Back to you, Barkha...

I work as a humble economist in a corporation, entrusted with the work of forecasting various economic variables for the next few years. By humble, I do not necessarily mean being completely oblivious of my CV. By humble, I mean a suitably nincompoop, irrelevant existence. In around December every year, my colleagues and I sit around a table; discuss endlessly about where GDP or inflation or interest rates are projected to grow; and in the process significantly deplete the pantry’s inventory of tea, coffee and biscuits. We discuss on and on as to how mining is projected to perform; how domestic demand will pan out; is Pranab Mukherji serious about a 10% plus growth next year, how many infrastructural projects are to come out.......or, maybe we could simply telephone Ms Nira Radia.
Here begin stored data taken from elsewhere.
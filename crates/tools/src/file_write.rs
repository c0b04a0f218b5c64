//! `write-file`: create or overwrite a file inside the workspace.

use async_trait::async_trait;
use serde_json::{Value, json};
use tracing::debug;

use stepwise_core::action::{Action, ActionOutput};
use stepwise_core::error::ActionError;

use crate::workspace::Workspace;

pub struct WriteFileAction {
    workspace: Workspace,
}

impl WriteFileAction {
    pub fn new(workspace: Workspace) -> Self {
        Self { workspace }
    }

    fn failed(&self, reason: String) -> ActionError {
        ActionError::ExecutionFailed {
            action_id: self.id().into(),
            reason,
        }
    }
}

#[async_trait]
impl Action for WriteFileAction {
    fn id(&self) -> &str {
        "write-file"
    }

    fn description(&self) -> &str {
        "Write content to a file. Creates the file and missing directories if needed, \
         overwrites an existing file. Paths are relative to the workspace."
    }

    fn input_schema(&self) -> Value {
        json!({
            "type": "object",
            "properties": {
                "path": { "type": "string", "description": "The file path to write to" },
                "content": { "type": "string", "description": "The content to write" }
            },
            "required": ["path", "content"]
        })
    }

    fn output_schema(&self) -> Value {
        json!({
            "type": "object",
            "properties": {
                "path": { "type": "string" },
                "bytes": { "type": "integer", "minimum": 0 }
            },
            "required": ["path", "bytes"]
        })
    }

    fn input_example(&self) -> Value {
        json!({ "path": "{file path}", "content": "{file content}" })
    }

    async fn execute(&self, input: Value) -> Result<ActionOutput, ActionError> {
        let path = input["path"]
            .as_str()
            .ok_or_else(|| ActionError::InvalidArguments("Missing 'path' argument".into()))?;
        let content = input["content"]
            .as_str()
            .ok_or_else(|| ActionError::InvalidArguments("Missing 'content' argument".into()))?;

        let resolved = self.workspace.resolve(self.id(), path)?;
        debug!(path = %resolved.display(), bytes = content.len(), "Writing file");

        if let Some(parent) = resolved.parent() {
            tokio::fs::create_dir_all(parent)
                .await
                .map_err(|e| self.failed(format!("Failed to create directory for {path}: {e}")))?;
        }
        tokio::fs::write(&resolved, content)
            .await
            .map_err(|e| self.failed(format!("Failed to write {path}: {e}")))?;

        Ok(ActionOutput::new(
            format!("Wrote {} bytes to {path}", content.len()),
            json!({ "path": path, "bytes": content.len() }),
        ))
    }
}
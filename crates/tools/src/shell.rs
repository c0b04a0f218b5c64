//! `run-command`: execute a shell command in the workspace.
//!
//! Supports command allowlisting, workspace scoping, and timeout. With an
//! allowlist, shell chaining and redirection are refused.

use std::path::PathBuf;
use std::time::Duration;

use async_trait::async_trait;
use serde_json::{Value, json};
use tokio::process::Command;
use tracing::{debug, warn};

use stepwise_core::action::{Action, ActionOutput};
use stepwise_core::error::ActionError;

/// Bytes of stdout/stderr kept per stream.
const MAX_STREAM_BYTES: usize = 16 * 1024;

const SHELL_METACHARACTERS: &[char] = &[';', '&', '|', '$', '`', '<', '>', '(', ')', '\n', '\r'];

pub struct RunCommandAction {
    /// If non-empty, only these commands are allowed.
    allowed_commands: Vec<String>,
    working_dir: PathBuf,
    timeout: Duration,
}

impl RunCommandAction {
    pub fn new(allowed_commands: Vec<String>, working_dir: impl Into<PathBuf>, timeout: Duration) -> Self {
        Self {
            allowed_commands,
            working_dir: working_dir.into(),
            timeout,
        }
    }

    fn base_command(command: &str) -> &str {
        command.split_whitespace().next().unwrap_or("")
    }

    /// With an allowlist, the command must be a single allowlisted program:
    /// anything `sh` would treat as chaining, substitution or redirection is
    /// refused.
    fn check_command(&self, command: &str) -> Result<(), String> {
        if self.allowed_commands.is_empty() {
            return Ok(());
        }
        if let Some(c) = command.chars().find(|c| SHELL_METACHARACTERS.contains(c)) {
            return Err(format!("Shell metacharacter {c:?} is not allowed"));
        }
        let base = Self::base_command(command);
        if self.allowed_commands.iter().any(|a| a == base) {
            Ok(())
        } else {
            Err(format!("Command '{base}' not in allowlist"))
        }
    }
}

fn truncate(bytes: &[u8]) -> String {
    let text = String::from_utf8_lossy(bytes);
    if text.len() <= MAX_STREAM_BYTES {
        return text.trim_end().to_string();
    }
    let mut end = MAX_STREAM_BYTES;
    while !text.is_char_boundary(end) {
        end -= 1;
    }
    format!("{}\n[truncated]", &text[..end])
}

#[async_trait]
impl Action for RunCommandAction {
    fn id(&self) -> &str {
        "run-command"
    }

    fn description(&self) -> &str {
        "Execute a shell command in the workspace and return its exit code, stdout and stderr."
    }

    fn input_schema(&self) -> Value {
        json!({
            "type": "object",
            "properties": {
                "command": { "type": "string", "description": "The shell command to execute" }
            },
            "required": ["command"]
        })
    }

    fn output_schema(&self) -> Value {
        json!({
            "type": "object",
            "properties": {
                "exit_code": { "type": ["integer", "null"] },
                "stdout": { "type": "string" },
                "stderr": { "type": "string" }
            },
            "required": ["exit_code", "stdout", "stderr"]
        })
    }

    fn input_example(&self) -> Value {
        json!({ "command": "{command}" })
    }

    async fn execute(&self, input: Value) -> Result<ActionOutput, ActionError> {
        let command = input["command"]
            .as_str()
            .ok_or_else(|| ActionError::InvalidArguments("Missing 'command' argument".into()))?;

        if let Err(reason) = self.check_command(command) {
            warn!(command = %command, reason = %reason, "Command rejected");
            return Err(ActionError::PermissionDenied {
                action_id: self.id().into(),
                reason,
            });
        }

        debug!(command = %command, cwd = %self.working_dir.display(), "Executing shell command");

        let mut cmd = if cfg!(target_os = "windows") {
            let mut c = Command::new("cmd");
            c.args(["/C", command]);
            c
        } else {
            let mut c = Command::new("sh");
            c.args(["-c", command]);
            c
        };
        cmd.current_dir(&self.working_dir).kill_on_drop(true);

        let output = tokio::time::timeout(self.timeout, cmd.output())
            .await
            .map_err(|_| ActionError::Timeout {
                action_id: self.id().into(),
                timeout_secs: self.timeout.as_secs(),
            })?
            .map_err(|e| ActionError::ExecutionFailed {
                action_id: self.id().into(),
                reason: e.to_string(),
            })?;

        let code = output.status.code();
        let stdout = truncate(&output.stdout);
        let stderr = truncate(&output.stderr);
        if !output.status.success() {
            warn!(command = %command, exit_code = code.unwrap_or(-1), "Command failed");
        }

        Ok(ActionOutput::new(
            format!("`{command}` exited with {}", code.unwrap_or(-1)),
            json!({ "exit_code": code, "stdout": stdout, "stderr": stderr }),
        ))
    }

    fn format_result(&self, input: &Value, output: &ActionOutput) -> String {
        let command = input["command"].as_str().unwrap_or_default();
        let code = output.output["exit_code"].as_i64().unwrap_or(-1);
        let stdout = output.output["stdout"].as_str().unwrap_or_default();
        let stderr = output.output["stderr"].as_str().unwrap_or_default();

        let mut text = format!("$ {command}\n[exit code: {code}]");
        if !stdout.is_empty() {
            text.push_str(&format!("\n{stdout}"));
        }
        if !stderr.is_empty() {
            text.push_str(&format!("\n[stderr]: {stderr}"));
        }
        text
    }
}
If we weren’t such a ‘humble’ entity; then perhaps the maverick lobbyist cum PR agent who has enough muscle to shape governments; could also pull some strings at the Ministry of Statistics and Programme Implementation (MOSPI; yes they have a ministry by that name!) to oblige us with figures close to our forecasts.



But what hurts me today is not that my ambitious numbers of GDP for the next three years will most probably be rubbished by the official figures when they come out. I am hurt because Ms Radia has effectively rubbished the sanctity of the average Indian’s intellectual icons. A middle-class Indian battles through endless exams, trials, tribulations, degrees and jobs – all to one day add a dash of education to his or her opinions, when an occasional spare ear pops up. Even then, the average ruminating opinionated Indian remains incoherent in expressing itself. Listen to the audiences at talk shows - people who raise their hand for the mike (and ultimately get it) mostly seem to be groping for the exact words and the precise opinions. In some part of the sentence, they tend to lose the plot. It seems more like they are saying things aloud to themselves, in an effort to understand clearly what they had thought of in the first place.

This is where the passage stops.